Шрифт:
Наконец у подстилки старик увидал то, что искал. Это был прислоненный к стене толстый железный прут. Он подошел, хромая и гулко стуча палкой по полу. Собака не отводила от него глаз. Старик переложил палку в левую руку, правой взял прут и, подойдя снова к собаке, высоко поднял прут и с силой опустил его ей на голову. После этого он отбросил прут и обернулся к Джадсону, который так и стоял - с широко расставленными ногами, с ползущей по подбородку каплей слюны, с подергивающимися веками. Старик подошел к нему ближе и заговорил. Он говорил негромко, медленно, с непередаваемой яростью в голосе, но половина его лица по-прежнему была неподвижна.
– Ты убил ее, - сказал он.
– Ты ей сломал спину.
Новый приступ ярости захлестнул его и дал ему новые силы и новые слова. Он поднял голову и стал швырять их долговязому Джадсону в лицо. Тот часто моргал и прижимался спиной к стене.
– Ты, грязный, вшивый подонок. Это моя собака. Какое паскудное право было у тебя убивать мою собаку. Слюнявый придурок, ну! Говори!
Джадсон медленно поглаживал левую ладонь о рубашку, вверх-вниз, вверх-вниз. Не поднимая глаз, он сказал:
– Она все время лизала лапу. Я не могу слышать такой звук. Ты знаешь, что я не могу, а она лижет, лижет, лижет. Я говорю, перестань, она хвостом повиляла и снова лижет. Я не могу терпеть таких звуков, поэтому я взял палку и ударил ее.
Старик ничего не ответил. Казалось, он сейчас ударит Джадсона. Он поднял правую руку, уронил ее, плюнул на пол, повернулся и вышел из комнаты. Поодаль, в тени акации, черная корова жевала жвачку. Она жевала и смотрела на старика, который шел к ней по лугу. Она не переставала жевать ни на секунду, размеренно двигая челюстями в ритме замедленного метронома. Старик, прихрамывая, подошел к ней и погладил по шее, потом прижался к ее боку и начал почесывать ей спину концом палки. Так он стоял долго, прижимаясь к корове и почесывая ей спину. То и дело он заговаривал с ней короткими спокойными фразами, тихо, шепотом, как будто поверял тайну.
Акация давала густую тень. Вокруг все цвело и разрасталось после прошедших ливней. В горах Кении трава растет густо и зелено, а сразу по окончании сезона дождей нет таких лугов в мире, где росли бы более пышные и яркие травы. На севере высилась гора, давшая название всей стране. Над снеговой шапкой курился белый дымок, там бушевал снежный смерч и сдувал снежную пыль с вершины.

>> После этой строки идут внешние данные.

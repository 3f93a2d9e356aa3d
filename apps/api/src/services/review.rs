use std::time::Duration;

use async_trait::async_trait;
use reqwest::Client;
use serde::Deserialize;
use tracing::{info, warn};

use super::{document_form, http_client, read_json, Outcome, Reviewer, ServiceError};
use crate::models::document::UploadedDocument;
use crate::models::pipeline::ReviewResult;

pub const REVIEW_UNAVAILABLE: &str = "Review unavailable";

pub fn fallback_review() -> ReviewResult {
    ReviewResult {
        strengths: vec![REVIEW_UNAVAILABLE.to_string()],
        weaknesses: vec![REVIEW_UNAVAILABLE.to_string()],
        suggestions: vec![REVIEW_UNAVAILABLE.to_string()],
    }
}

#[derive(Debug, Deserialize)]
struct ReviewPayload {
    review: ReviewResult,
}

pub struct ReviewClient {
    client: Client,
    url: String,
}

impl ReviewClient {
    pub fn new(url: impl Into<String>, timeout: Duration) -> Result<Self, ServiceError> {
        Ok(Self {
            client: http_client(timeout)?,
            url: url.into(),
        })
    }

    async fn fetch(&self, document: &UploadedDocument) -> Result<ReviewResult, ServiceError> {
        let form = document_form(document).await?;

        info!("Calling review service: {}", self.url);
        let response = self.client.post(&self.url).multipart(form).send().await?;
        let payload: ReviewPayload = read_json(response).await?;

        Ok(payload.review)
    }
}

#[async_trait]
impl Reviewer for ReviewClient {
    async fn review(&self, document: &UploadedDocument) -> Outcome<ReviewResult> {
        match self.fetch(document).await {
            Ok(review) => Outcome::Live(review),
            Err(e) => {
                warn!("Review service unavailable, using fallback review: {e}");
                Outcome::Fallback(fallback_review())
            }
        }
    }
}
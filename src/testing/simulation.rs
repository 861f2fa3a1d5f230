//! Deterministic end-to-end calibration runs on a manual clock.

use serde::Serialize;
use tokio::sync::broadcast::error::TryRecvError;
use tokio::sync::broadcast::Receiver;

use crate::calibration::{CalibrationEvent, CalibrationResult, CalibrationSession, SessionState};
use crate::clock::{Clock, ManualClock};
use crate::config::CalibrationConfig;
use crate::error::CalibrationError;
use crate::testing::player::SimulatedPlayer;

/// Everything observed during one simulated run
#[derive(Debug, Clone, Serialize)]
pub struct SimulationReport {
    pub events: Vec<CalibrationEvent>,
    pub result: Option<CalibrationResult>,
    pub final_state: SessionState,
    pub taps_sent: usize,
}

impl SimulationReport {
    /// Offset carried by the completion event, if the run completed
    pub fn completed_offset(&self) -> Option<f64> {
        self.events.iter().find_map(|event| match event {
            CalibrationEvent::CalibrationComplete { offset_seconds } => Some(*offset_seconds),
            _ => None,
        })
    }

    pub fn was_cancelled(&self) -> bool {
        self.events
            .iter()
            .any(|event| matches!(event, CalibrationEvent::CalibrationCancelled))
    }
}

/// Run a full session with `player` tapping along
///
/// The clock jumps straight from one beat or tap to the next, so the run
/// takes no wall-clock time.
///
/// # Errors
/// - `InvalidConfiguration` if `config` breaks the scheduling invariants
pub fn run_simulation(
    config: &CalibrationConfig,
    player: &mut SimulatedPlayer,
) -> Result<SimulationReport, CalibrationError> {
    config.validate()?;

    let clock = ManualClock::new();
    let buffer = (config.count_in_beats + config.total_beats) as usize + 16;
    let mut session =
        CalibrationSession::new(config.clone(), clock.clone()).with_event_buffer(buffer);
    let mut rx = session.subscribe();

    session.start_calibration()?;

    let interval = config.beat_interval_seconds();
    let measurement_start = config.count_in_beats as f64 * interval;
    let taps = player.tap_times(measurement_start, interval, config.total_beats);
    let taps_sent = taps.len();
    let mut pending = taps.into_iter().peekable();
    let mut events = Vec::new();

    while session.is_running() {
        let next = match (session.next_beat_due(), pending.peek().copied()) {
            (Some(beat), Some(tap)) => beat.min(tap),
            (Some(beat), None) => beat,
            (None, Some(tap)) => tap,
            (None, None) => break,
        };
        clock.set(next);
        session.tick();

        while let Some(&tap) = pending.peek() {
            if tap > clock.now() {
                break;
            }
            pending.next();
            session.register_tap();
        }
        drain_events(&mut rx, &mut events);
    }
    drain_events(&mut rx, &mut events);

    Ok(SimulationReport {
        events,
        result: session.last_result(),
        final_state: session.state(),
        taps_sent,
    })
}

fn drain_events(rx: &mut Receiver<CalibrationEvent>, events: &mut Vec<CalibrationEvent>) {
    loop {
        match rx.try_recv() {
            Ok(event) => events.push(event),
            Err(TryRecvError::Lagged(skipped)) => {
                log::warn!("[Simulation] Event receiver lagged by {}", skipped);
            }
            Err(TryRecvError::Empty) | Err(TryRecvError::Closed) => break,
        }
    }
}
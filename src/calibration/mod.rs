// Calibration module - tap-offset calibration workflow
//
// This module provides the pieces of one calibration run:
// 1. BeatScheduler: count-in and measurement beats paced by real time
// 2. TapCapture: quantizes taps against the measurement beat grid
// 3. estimator: IQR-filtered mean of the tap offsets
// 4. CalibrationSession: ties them together and publishes CalibrationEvent
//
// The calibration workflow:
// 1. Create CalibrationSession with a clock (plus tick player / settings sink)
// 2. start_calibration(), then tick() from the host loop
// 3. register_tap() from the input handler while measuring
// 4. Observe CalibrationComplete or CalibrationCancelled on the event channel

pub mod estimator;
pub mod events;
pub mod scheduler;
pub mod session;
pub mod tap_capture;

pub use estimator::{estimate_offset, CalibrationResult, OffsetStatistics};
pub use events::CalibrationEvent;
pub use scheduler::{BeatPulse, BeatScheduler, SchedulerEvent, SchedulerPhase};
pub use session::{CalibrationSession, SessionState};
pub use tap_capture::{TapCapture, TapSample};
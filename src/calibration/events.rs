//! Notification events published by a calibration session.
//!
//! These are the only things a presentation layer observes; each variant maps
//! to one UI notification.

use serde::{Deserialize, Serialize};

/// Session notifications, serialized as `{"type": ..., "payload": ...}`
#[derive(Debug, Clone, Serialize, Deserialize, PartialEq)]
#[serde(tag = "type", content = "payload", rename_all = "snake_case")]
pub enum CalibrationEvent {
    /// A beat fired; `index` is 1-based within the current phase
    Beat { index: u32, total: u32 },
    /// Human-readable status line for the UI
    StatusChanged { message: String },
    /// Measurement finished with a usable offset
    CalibrationComplete { offset_seconds: f64 },
    /// User cancelled, or too few usable taps
    CalibrationCancelled,
}

impl CalibrationEvent {
    /// Short name used in log lines
    pub fn kind(&self) -> &'static str {
        match self {
            CalibrationEvent::Beat { .. } => "beat",
            CalibrationEvent::StatusChanged { .. } => "status_changed",
            CalibrationEvent::CalibrationComplete { .. } => "calibration_complete",
            CalibrationEvent::CalibrationCancelled => "calibration_cancelled",
        }
    }

    pub fn is_terminal(&self) -> bool {
        matches!(
            self,
            CalibrationEvent::CalibrationComplete { .. } | CalibrationEvent::CalibrationCancelled
        )
    }
}
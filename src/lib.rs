// Tap Calibration Core - beat/tap latency calibration engine
// Measures the offset between an audible beat and the player's taps

// Module declarations
pub mod audio;
pub mod calibration;
pub mod clock;
pub mod config;
pub mod error;
pub mod settings;
// Seeded player harness; also backs the CLI `simulate` command, so not test-only
pub mod testing;

// Re-exports for convenience
pub use calibration::{
    estimate_offset, CalibrationEvent, CalibrationResult, CalibrationSession, SessionState,
    TapSample,
};
pub use clock::{Clock, ManualClock, MonotonicClock};
pub use config::{AppConfig, CalibrationConfig};
pub use error::{CalibrationError, ErrorCode};
pub use settings::{JudgementOffsetStore, SettingsSink, JUDGEMENT_OFFSET_KEY};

Внизу на склонах жили слоны и львы, и можно было иногда ночью слышать, как львы рычат на луну.
Шли дни, Джадсон делал свою работу молчаливо и неутомимо. Он убирал урожай, окучивал ямс, доил корову. Старик укрывался в доме от жгучего африканского солнца. Только под вечер, когда воздух свежел, он выходил наружу и каждый раз шел, хромая, к корове и добрый час проводил возле нее в тени акации. Однажды он увидал возле коровы Джадсона, который стоял, выдвинув одну ногу вперед, смотрел на корову в упор пустым взглядом и теребил себе рукой правое ухо.
– Что с тобой?
– спросил старик.
– Она все время жует, - сказал Джадсон.
– Жвачку она жует, - ответил старик.
– Иди, куда шел.
– Слышишь, какой звук, - сказал Джадсон.
– Хрустит, как будто у нее во рту галька. А на самом деле, трава и слюна. Вот посмотри, жует и хрустит, хрустит, хрустит, а у самой во рту трава и слюна. Мне этот хруст голову продолбит.
– Уйди, - сказал старик.
– Уйди с моих глаз.
На рассвете старик сидел, по обыкновению, у окна и наблюдал за Джадсоном. Тот сонно брел через луг, бормоча что-то про себя и волоча ноги. На мокрой траве за ним оставался темно-зеленый след. В руке он нес канистру для керосина емкостью четыре галлона, которую использовал вместо подойника. Солнце вставало над хребтом, и от человека, коровы и акации тянулись длинные тени. Джадсон поставил канистру, принес ящик, перевернул его вверх дном и устроился под коровой. Вдруг Джадсон встал на колени, ощупал руками вымя, и тут старик тоже заметил, что оно пустое. Джадсон встал и быстро подошел к дому.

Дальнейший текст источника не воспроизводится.